Gazeteci-yazar Etyen Mahçupyan, siyasette normalleşme tartışmalarına ilişkin, “Ak Parti değişecek, fabrika ayarlarına dönecek” gibi söylemlerin “gülünç” olduğunu söyledi ve “Devlet aktörleriyle girdiği kontrat buna bir sınır çiziyor. Dolayısıyla da o sınırı aşamıyor. Öte yandan devletle girdiği kontrat o kadar elverişli ki hiçbir şey için bunu feda edemez. Niçin bu rahatlığından vazgeçişin ki? Olay şu anda Devlet Bahçeli de değil. Bir anda Devlet Bahçeli iktidar ortağı olmasa bile Erdoğan bundan farklı davranamaz. Çünkü kontrat Devlet Bahçeli ile değil, kontrat doğrudan devlet aktörlerinin bütünüyle. Çünkü siyaset devletin içine girmiş durumda” dedi.

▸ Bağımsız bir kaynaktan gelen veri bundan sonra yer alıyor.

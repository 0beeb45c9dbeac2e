//! Stage domain model

use crate::core::{command::Command, state::StageState};
use serde::{Deserialize, Serialize};
use std::fmt;

/// Names of the stages a pipeline can declare, in execution order
#[derive(Debug, Clone, Copy, PartialEq, Eq, Hash, PartialOrd, Ord, Serialize, Deserialize)]
#[serde(rename_all = "snake_case")]
pub enum StageName {
    BeforeInstall,
    Install,
    Script,
    AfterSuccess,
    AfterFailure,
}

/// When a stage is allowed to run
#[derive(Debug, Clone, Copy, PartialEq, Eq)]
pub enum RunCondition {
    /// Only while no fatal error has happened
    Healthy,
    /// Always, as part of the deferred block
    Always,
    /// Only once the pipeline has failed
    OnFailure,
}

impl StageName {
    /// All stages in execution order
    pub const ALL: [StageName; 5] = [
        StageName::BeforeInstall,
        StageName::Install,
        StageName::Script,
        StageName::AfterSuccess,
        StageName::AfterFailure,
    ];

    pub fn as_str(&self) -> &'static str {
        match self {
            StageName::BeforeInstall => "before_install",
            StageName::Install => "install",
            StageName::Script => "script",
            StageName::AfterSuccess => "after_success",
            StageName::AfterFailure => "after_failure",
        }
    }

    /// Failures in best-effort stages are logged but never fail the pipeline
    pub fn is_best_effort(&self) -> bool {
        matches!(self, StageName::AfterSuccess | StageName::AfterFailure)
    }

    /// Whether all declared services must be ready before this stage starts
    pub fn requires_services(&self) -> bool {
        matches!(self, StageName::Script)
    }

    pub fn run_condition(&self) -> RunCondition {
        match self {
            StageName::BeforeInstall | StageName::Install | StageName::Script => {
                RunCondition::Healthy
            }
            StageName::AfterSuccess => RunCondition::Always,
            StageName::AfterFailure => RunCondition::OnFailure,
        }
    }
}

impl fmt::Display for StageName {
    fn fmt(&self, f: &mut fmt::Formatter<'_>) -> fmt::Result {
        f.write_str(self.as_str())
    }
}

/// A named, ordered group of commands executed as a unit
#[derive(Debug, Clone)]
pub struct Stage {
    pub name: StageName,

    pub commands: Vec<Command>,

    /// Keep going (and keep the pipeline green) when a command fails
    pub continue_on_failure: bool,

    /// Runtime state
    pub state: StageState,
}

impl Stage {
    pub fn new(name: StageName, commands: Vec<Command>) -> Self {
        Self {
            name,
            commands,
            continue_on_failure: name.is_best_effort(),
            state: StageState::Pending,
        }
    }

    /// Commands that have finished, in order
    pub fn executed_commands(&self) -> impl Iterator<Item = &Command> {
        self.commands.iter().filter(|c| c.result.is_some())
    }

    pub fn is_completed(&self) -> bool {
        matches!(self.state, StageState::Completed { .. })
    }

    pub fn is_failed(&self) -> bool {
        matches!(self.state, StageState::Failed { .. })
    }

    pub fn is_skipped(&self) -> bool {
        matches!(self.state, StageState::Skipped { .. })
    }
}
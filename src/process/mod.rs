//! Subprocess execution for pipeline commands

pub mod config;
pub mod subprocess;

use crate::core::{CommandRecord, PipelineError};
use async_trait::async_trait;
use std::collections::HashMap;
use std::time::Duration;

pub use config::ExecutorConfig;
pub use subprocess::ProcessExecutor;

/// Trait for command execution - allows for different implementations
#[async_trait]
pub trait CommandExecutor: Send + Sync {
    /// Run one argument vector to completion and capture its output
    ///
    /// A non-zero exit is still `Ok`; callers decide what a failure means.
    /// Errors are reserved for commands that could not run to completion.
    async fn run(
        &self,
        argv: &[String],
        env: &HashMap<String, String>,
        timeout: Option<Duration>,
    ) -> Result<CommandRecord, PipelineError>;
}

#[async_trait]
impl<E: CommandExecutor + ?Sized> CommandExecutor for std::sync::Arc<E> {
    async fn run(
        &self,
        argv: &[String],
        env: &HashMap<String, String>,
        timeout: Option<Duration>,
    ) -> Result<CommandRecord, PipelineError> {
        (**self).run(argv, env, timeout).await
    }
}
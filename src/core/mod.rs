//! Core domain models for a staged pipeline
//!
//! This module defines the fundamental data structures that represent
//! pipelines, stages, commands, services and their configuration.

pub mod command;
pub mod config;
pub mod context;
pub mod error;
pub mod pipeline;
pub mod service;
pub mod stage;
pub mod state;

pub use command::*;
pub use context::*;
pub use error::*;
pub use pipeline::*;
pub use service::*;
pub use stage::*;
pub use state::*;
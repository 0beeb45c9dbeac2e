//! Pipeline context - environment shared by every command

use regex::{Captures, Regex};
use serde::{Deserialize, Serialize};
use std::collections::HashMap;
use std::sync::OnceLock;

fn variable_pattern() -> &'static Regex {
    static PATTERN: OnceLock<Regex> = OnceLock::new();
    PATTERN.get_or_init(|| {
        Regex::new(r"\$(?:\{([A-Za-z_][A-Za-z0-9_]*)\}|([A-Za-z_][A-Za-z0-9_]*))")
            .expect("variable pattern is a valid regex")
    })
}

/// Execution context for a pipeline run
///
/// Holds the environment injected into each command and used to expand
/// `$VAR` / `${VAR}` references in command arguments.
#[derive(Debug, Clone, Serialize, Deserialize)]
pub struct PipelineContext {
    /// Pipeline and user-defined environment
    pub env: HashMap<String, String>,

    /// Stage currently executing (if any)
    pub current_stage: Option<String>,

    /// Whether lookups fall back to the process environment
    pub inherit_process_env: bool,
}

impl PipelineContext {
    /// Create a new empty context that falls back to the process environment
    pub fn new() -> Self {
        Self {
            env: HashMap::new(),
            current_stage: None,
            inherit_process_env: true,
        }
    }

    /// Create a context that only sees the given variables
    pub fn isolated(env: HashMap<String, String>) -> Self {
        Self {
            env,
            current_stage: None,
            inherit_process_env: false,
        }
    }

    pub fn set_var(&mut self, key: impl Into<String>, value: impl Into<String>) {
        self.env.insert(key.into(), value.into());
    }

    /// Look up a variable, pipeline env first
    pub fn lookup(&self, key: &str) -> Option<String> {
        if let Some(value) = self.env.get(key) {
            return Some(value.clone());
        }
        if self.inherit_process_env {
            std::env::var(key).ok()
        } else {
            None
        }
    }

    /// Expand `$VAR` and `${VAR}` references; unknown variables expand to ""
    pub fn expand(&self, text: &str) -> String {
        variable_pattern()
            .replace_all(text, |caps: &Captures| {
                let name = caps
                    .get(1)
                    .or_else(|| caps.get(2))
                    .map(|m| m.as_str())
                    .unwrap_or_default();
                self.lookup(name).unwrap_or_default()
            })
            .into_owned()
    }

    /// Variables exported to a command's subprocess
    pub fn command_env(&self) -> HashMap<String, String> {
        let mut vars = self.env.clone();
        vars.insert("CI".to_string(), "true".to_string());
        vars.insert("STAGERUN".to_string(), "true".to_string());
        if let Some(ref stage) = self.current_stage {
            vars.insert("STAGERUN_STAGE".to_string(), stage.clone());
        }
        vars
    }
}

impl Default for PipelineContext {
    fn default() -> Self {
        Self::new()
    }
}
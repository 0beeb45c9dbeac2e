//! Pipeline domain model

use crate::core::{
    config::PipelineConfig,
    context::PipelineContext,
    service::ServiceDependency,
    stage::{Stage, StageName},
    state::{ExecutionStatus, PipelineState},
};
use anyhow::Result;
use std::collections::HashMap;
use std::time::Duration;

/// A pipeline definition
#[derive(Debug, Clone)]
pub struct Pipeline {
    /// Pipeline name
    pub name: String,

    /// Environment injected into every command
    pub env: HashMap<String, String>,

    /// Stages in execution order (only the declared ones)
    pub stages: Vec<Stage>,

    /// Services that must be ready before the script stage
    pub services: Vec<ServiceDependency>,

    /// Per-command timeout
    pub command_timeout: Option<Duration>,

    /// Execution state
    pub state: PipelineState,
}

impl Pipeline {
    /// Create a pipeline from configuration
    pub fn from_config(config: &PipelineConfig) -> Result<Self> {
        let mut stages = Vec::new();
        for name in StageName::ALL {
            let specs = config.stage_commands(name);
            if specs.is_empty() {
                continue;
            }
            let commands = specs
                .iter()
                .map(|spec| spec.to_command())
                .collect::<Result<Vec<_>>>()?;
            stages.push(Stage::new(name, commands));
        }

        let services = config
            .services
            .iter()
            .map(ServiceDependency::from_config)
            .collect::<Result<Vec<_>>>()?;

        Ok(Pipeline {
            name: config.name.clone(),
            env: config.get_env()?,
            stages,
            services,
            command_timeout: config.command_timeout_secs.map(Duration::from_secs),
            state: PipelineState::new(),
        })
    }

    /// Build a pipeline directly from stages
    pub fn new(name: impl Into<String>, mut stages: Vec<Stage>) -> Self {
        stages.sort_by_key(|s| s.name);
        Pipeline {
            name: name.into(),
            env: HashMap::new(),
            stages,
            services: Vec::new(),
            command_timeout: None,
            state: PipelineState::new(),
        }
    }

    /// Get a stage by name
    pub fn stage(&self, name: StageName) -> Option<&Stage> {
        self.stages.iter().find(|s| s.name == name)
    }

    /// Names of the declared stages, in execution order
    pub fn stage_names(&self) -> Vec<StageName> {
        self.stages.iter().map(|s| s.name).collect()
    }

    /// Check if pipeline has failed
    pub fn has_failed(&self) -> bool {
        self.state.status == ExecutionStatus::Failed
    }

    /// Check if every stage reached a terminal state
    pub fn is_complete(&self) -> bool {
        self.stages.iter().all(|s| s.state.is_terminal())
    }

    /// Create the execution context shared by services and stages
    pub fn create_context(&self) -> PipelineContext {
        let mut context = PipelineContext::new();
        context.env.extend(self.env.clone());
        context.set_var(
            "STAGERUN_EXECUTION_ID",
            self.state.execution_id.to_string(),
        );
        context
    }

    /// Create execution context for a stage
    pub fn create_context_for_stage(&self, name: StageName) -> PipelineContext {
        let mut context = self.create_context();
        context.current_stage = Some(name.to_string());
        context
    }

    /// Context that only sees the pipeline env, for rendering commands
    /// without running them
    pub fn create_isolated_context(&self, stage: Option<StageName>) -> PipelineContext {
        let mut context = PipelineContext::isolated(self.env.clone());
        context.current_stage = stage.map(|name| name.to_string());
        context
    }

    /// Recount stage outcomes into the pipeline state
    pub fn update_counts(&mut self) {
        self.state.completed_stages = self.stages.iter().filter(|s| s.is_completed()).count();
        self.state.failed_stages = self.stages.iter().filter(|s| s.is_failed()).count();
    }
}
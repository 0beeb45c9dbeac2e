//! Main execution engine - sequences the stages of a pipeline run

use crate::{
    core::{
        CommandRecord, ExecutionStatus, Pipeline, PipelineContext, PipelineError, RunCondition,
        StageName, StageState,
    },
    execution::{
        ReadinessCheck, ReadinessProber, ResultReporter, ServiceHandle, StageExecutor,
        SystemReadinessCheck,
    },
    process::CommandExecutor,
};
use std::sync::Arc;
use std::time::Duration;
use tracing::{error, info, warn};
use uuid::Uuid;

/// Events that can occur during pipeline execution
#[derive(Debug, Clone)]
pub enum ExecutionEvent {
    PipelineStarted {
        execution_id: Uuid,
        pipeline_name: String,
    },
    ServicesStarting {
        count: usize,
    },
    ServiceWaiting {
        service: String,
        probe: String,
        timeout: Duration,
    },
    ServiceReady {
        service: String,
        attempts: usize,
        elapsed: Duration,
    },
    ServiceUnavailable {
        service: String,
        error: String,
    },
    StageStarted {
        stage: StageName,
        commands: usize,
    },
    CommandStarted {
        stage: StageName,
        command: String,
    },
    CommandFinished {
        stage: StageName,
        command: String,
        record: CommandRecord,
    },
    CommandFailed {
        stage: StageName,
        command: String,
        error: String,
        record: Option<CommandRecord>,
    },
    StageCompleted {
        stage: StageName,
    },
    StageFailed {
        stage: StageName,
        error: String,
        best_effort: bool,
    },
    StageSkipped {
        stage: StageName,
        reason: String,
    },
    ReportSubmitted,
    ReportFailed {
        error: String,
    },
    ServiceTeardownFailed {
        service: String,
        error: String,
    },
    PipelineCompleted {
        execution_id: Uuid,
        status: ExecutionStatus,
    },
}

/// Type for event handlers
pub type EventHandler = Arc<dyn Fn(ExecutionEvent) + Send + Sync>;

/// Main pipeline execution engine
///
/// Runs stages strictly one after another. Services are started before the
/// first stage, probed right before the script stage and torn down after
/// the last stage, whatever happened in between.
pub struct ExecutionEngine<E> {
    executor: Arc<E>,
    prober: ReadinessProber,
    reporter: Option<ResultReporter>,
    event_handlers: Vec<EventHandler>,
}

impl<E: CommandExecutor + 'static> ExecutionEngine<E> {
    pub fn new(executor: E, readiness: Arc<dyn ReadinessCheck>) -> Self {
        Self {
            executor: Arc::new(executor),
            prober: ReadinessProber::new(readiness),
            reporter: None,
            event_handlers: Vec::new(),
        }
    }

    /// Engine probing services over real HTTP and subprocesses
    pub fn system(executor: E) -> anyhow::Result<Self> {
        let executor = Arc::new(executor);
        let readiness = SystemReadinessCheck::new(executor.clone())?;
        Ok(Self {
            executor,
            prober: ReadinessProber::new(Arc::new(readiness)),
            reporter: None,
            event_handlers: Vec::new(),
        })
    }

    pub fn with_reporter(mut self, reporter: ResultReporter) -> Self {
        self.reporter = Some(reporter);
        self
    }

    /// Add an event handler
    pub fn add_event_handler<F>(&mut self, handler: F)
    where
        F: Fn(ExecutionEvent) + Send + Sync + 'static,
    {
        self.event_handlers.push(Arc::new(handler));
    }

    /// Emit an event to all handlers
    fn emit_event(&self, event: ExecutionEvent) {
        for handler in &self.event_handlers {
            handler(event.clone());
        }
    }

    /// Execute the entire pipeline
    ///
    /// Returns the first fatal error. Failures in best-effort stages,
    /// reporting and teardown end up in `pipeline.state.warnings` instead.
    pub async fn execute(&self, pipeline: &mut Pipeline) -> Result<(), PipelineError> {
        let execution_id = pipeline.state.execution_id;
        let pipeline_name = pipeline.name.clone();

        info!("Starting pipeline execution: {} ({})", pipeline_name, execution_id);
        self.emit_event(ExecutionEvent::PipelineStarted {
            execution_id,
            pipeline_name: pipeline_name.clone(),
        });

        pipeline.state.start(pipeline.stages.len());

        let runner =
            StageExecutor::new(self.executor.clone()).with_timeout(pipeline.command_timeout);
        let service_context = pipeline.create_context();
        let mut services = ServiceHandle::new(pipeline.services.clone());

        let mut fatal: Option<PipelineError> = None;

        if !services.is_empty() {
            self.emit_event(ExecutionEvent::ServicesStarting {
                count: services.services().len(),
            });
            if let Err(e) = services.start(&runner, &service_context).await {
                error!("Failed to start services: {}", e);
                fatal = Some(e);
            }
        }

        for index in 0..pipeline.stages.len() {
            let name = pipeline.stages[index].name;

            let skip_reason = match (name.run_condition(), &fatal) {
                (RunCondition::Healthy, Some(e)) => Some(format!("pipeline failed: {}", e)),
                (RunCondition::OnFailure, None) => Some("pipeline succeeded".to_string()),
                _ => None,
            };
            if let Some(reason) = skip_reason {
                self.skip_stage(pipeline, index, reason);
                continue;
            }

            if name.requires_services() {
                if let Err(e) = self.await_services(&services, &service_context).await {
                    self.skip_stage(pipeline, index, format!("services unavailable: {}", e));
                    fatal = Some(e);
                    continue;
                }
            }

            if let Err(e) = self.run_stage(pipeline, index, &runner).await {
                fatal = Some(e);
                continue;
            }

            if name == StageName::Script {
                self.report(pipeline).await;
            }
        }

        for (service, e) in services.teardown(&runner, &service_context).await {
            pipeline
                .state
                .warn(format!("teardown of service {} failed: {}", service, e));
            self.emit_event(ExecutionEvent::ServiceTeardownFailed {
                service,
                error: e.to_string(),
            });
        }

        pipeline.update_counts();
        let status = if fatal.is_some() {
            pipeline.state.fail();
            ExecutionStatus::Failed
        } else {
            pipeline.state.complete();
            ExecutionStatus::Completed
        };

        info!("Pipeline execution finished: {} - {:?}", pipeline_name, status);
        self.emit_event(ExecutionEvent::PipelineCompleted {
            execution_id,
            status,
        });

        match fatal {
            Some(e) => Err(e),
            None => Ok(()),
        }
    }

    /// Block until every declared service passes its readiness check
    async fn await_services(
        &self,
        services: &ServiceHandle,
        context: &PipelineContext,
    ) -> Result<(), PipelineError> {
        for service in services.services() {
            self.emit_event(ExecutionEvent::ServiceWaiting {
                service: service.name.clone(),
                probe: service.readiness.describe(),
                timeout: service.timeout,
            });

            match self.prober.wait_ready(service, context).await {
                Ok(report) => self.emit_event(ExecutionEvent::ServiceReady {
                    service: service.name.clone(),
                    attempts: report.attempts,
                    elapsed: report.elapsed,
                }),
                Err(e) => {
                    self.emit_event(ExecutionEvent::ServiceUnavailable {
                        service: service.name.clone(),
                        error: e.to_string(),
                    });
                    return Err(e);
                }
            }
        }
        Ok(())
    }

    /// Run every command of a stage
    ///
    /// A failing command stops a regular stage at once. Best-effort stages
    /// run all their commands and never return an error.
    async fn run_stage(
        &self,
        pipeline: &mut Pipeline,
        index: usize,
        runner: &StageExecutor<E>,
    ) -> Result<(), PipelineError> {
        let name = pipeline.stages[index].name;
        let context = pipeline.create_context_for_stage(name);
        let started_at = chrono::Utc::now();

        let stage = &mut pipeline.stages[index];
        let continue_on_failure = stage.continue_on_failure;
        stage.state = StageState::Running { started_at };

        info!("Running stage {} ({} commands)", name, stage.commands.len());
        self.emit_event(ExecutionEvent::StageStarted {
            stage: name,
            commands: stage.commands.len(),
        });

        let mut first_error: Option<PipelineError> = None;

        for command in stage.commands.iter_mut() {
            self.emit_event(ExecutionEvent::CommandStarted {
                stage: name,
                command: command.line.clone(),
            });

            match runner.execute(command, &context).await {
                Ok(()) => {
                    if let Some(record) = command.result.clone() {
                        self.emit_event(ExecutionEvent::CommandFinished {
                            stage: name,
                            command: command.line.clone(),
                            record,
                        });
                    }
                }
                Err(e) => {
                    self.emit_event(ExecutionEvent::CommandFailed {
                        stage: name,
                        command: command.line.clone(),
                        error: e.to_string(),
                        record: command.result.clone(),
                    });
                    first_error.get_or_insert(e);
                    if !continue_on_failure {
                        break;
                    }
                }
            }
        }

        let Some(e) = first_error else {
            stage.state = StageState::Completed {
                started_at,
                completed_at: chrono::Utc::now(),
            };
            self.emit_event(ExecutionEvent::StageCompleted { stage: name });
            return Ok(());
        };

        stage.state = StageState::Failed {
            error: e.to_string(),
            started_at,
            failed_at: chrono::Utc::now(),
        };
        self.emit_event(ExecutionEvent::StageFailed {
            stage: name,
            error: e.to_string(),
            best_effort: continue_on_failure,
        });

        if continue_on_failure {
            warn!("Best-effort stage {} failed: {}", name, e);
            pipeline.state.warn(format!("stage {} failed: {}", name, e));
            Ok(())
        } else {
            error!("Stage {} failed: {}", name, e);
            Err(e)
        }
    }

    fn skip_stage(&self, pipeline: &mut Pipeline, index: usize, reason: String) {
        let stage = &mut pipeline.stages[index];
        info!("Skipping stage {}: {}", stage.name, reason);
        stage.state = StageState::Skipped {
            reason: reason.clone(),
        };
        self.emit_event(ExecutionEvent::StageSkipped {
            stage: stage.name,
            reason,
        });
    }

    /// Upload coverage; failures only ever become warnings
    async fn report(&self, pipeline: &mut Pipeline) {
        let Some(reporter) = &self.reporter else {
            return;
        };

        let context = pipeline.create_context();
        match reporter.report(pipeline, &context).await {
            Ok(()) => self.emit_event(ExecutionEvent::ReportSubmitted),
            Err(e) => {
                pipeline.state.warn(e.to_string());
                self.emit_event(ExecutionEvent::ReportFailed {
                    error: e.to_string(),
                });
            }
        }
    }
}
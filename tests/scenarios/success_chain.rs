//! Test: Success Chain - every stage passes and runs in order

use crate::helpers::*;
use stagerun::core::{ExecutionStatus, StageName};
use std::sync::Arc;

#[tokio::test]
async fn test_install_then_script() {
    let yaml = r#"
name: "Test: Install Then Script"
install:
  - pip install -r requirements.txt
  - pip install coveralls
script:
  - coverage run setup.py test
"#;

    let executor = MockExecutor::new();
    let result = run_pipeline_with_mock(
        pipeline_from_yaml(yaml),
        executor.clone(),
        Arc::new(ReadyAfter::new(0)),
        None,
    )
    .await;

    assert!(result.is_success());
    assert_stage_completed(&result, StageName::Install);
    assert_stage_completed(&result, StageName::Script);
    assert_eq!(
        executor.calls(),
        vec![
            "pip install -r requirements.txt",
            "pip install coveralls",
            "coverage run setup.py test",
        ]
    );
}

#[tokio::test]
async fn test_all_stages_in_fixed_order() {
    let yaml = r#"
name: "Test: Stage Order"
after_success: [ "echo done" ]
script: [ "pytest" ]
install: [ "pip install ." ]
before_install: [ "pip install -U pip" ]
after_failure: [ "cat log.txt" ]
"#;

    let executor = MockExecutor::new();
    let result = run_pipeline_with_mock(
        pipeline_from_yaml(yaml),
        executor.clone(),
        Arc::new(ReadyAfter::new(0)),
        None,
    )
    .await;

    assert!(result.is_success());
    assert_eq!(
        result.started_stages(),
        vec![
            StageName::BeforeInstall,
            StageName::Install,
            StageName::Script,
            StageName::AfterSuccess,
        ]
    );
    assert_stage_skipped(&result, StageName::AfterFailure);
    assert!(!executor.was_called("cat log.txt"));

    assert_eq!(result.pipeline.state.status, ExecutionStatus::Completed);
    assert_eq!(result.pipeline.state.total_stages, 5);
    assert_eq!(result.pipeline.state.completed_stages, 4);
    assert_eq!(result.pipeline.state.failed_stages, 0);
    assert!(result.pipeline.state.completed_at.is_some());
}

#[tokio::test]
async fn test_commands_are_expanded_from_pipeline_env() {
    let yaml = r#"
name: "Test: Expansion"
env:
  NEO4J_HOST: db.local
script:
  - [ "pytest", "--host", "${NEO4J_HOST}" ]
  - echo '$NEO4J_HOST' "$NEO4J_HOST:7474"
"#;

    let executor = MockExecutor::new();
    let result = run_pipeline_with_mock(
        pipeline_from_yaml(yaml),
        executor.clone(),
        Arc::new(ReadyAfter::new(0)),
        None,
    )
    .await;

    assert!(result.is_success());
    assert_eq!(
        executor.calls(),
        vec!["pytest --host db.local", "echo $NEO4J_HOST db.local:7474"]
    );
}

Etyen Mahçupyan, Karar TV’de katıldığı programda değerlendirmelerde bulundu.
Erdoğan’ın önündeki tek engelin Devlet Bahçeli olmadığını belirten Mahçupyan, “Erdoğan sandığa gitmek ve oy almak zorunda. Eğer alacağı oyu yükseltecekse her zaman siyasette yumuşamadan yana olur. Ama bunun bir sınırı var, devlet aktörleriyle girdiği kontrat buna bir sınır çiziyor. Dolayısıyla da o sınırı aşamıyor. Öte yandan devletle girdiği kontrat o kadar elverişli ki hiçbir şey için bunu feda edemez. Düşünün en azından 4 sene daha o sınırlar içerisinde canı istediği gibi yönetecek. Ve hala da 2028’i kazanma ihtimali var. Şimdi o zaman niçin bu rahatlığından, konforundan vazgeçişin ki?” ifadelerini kullandı.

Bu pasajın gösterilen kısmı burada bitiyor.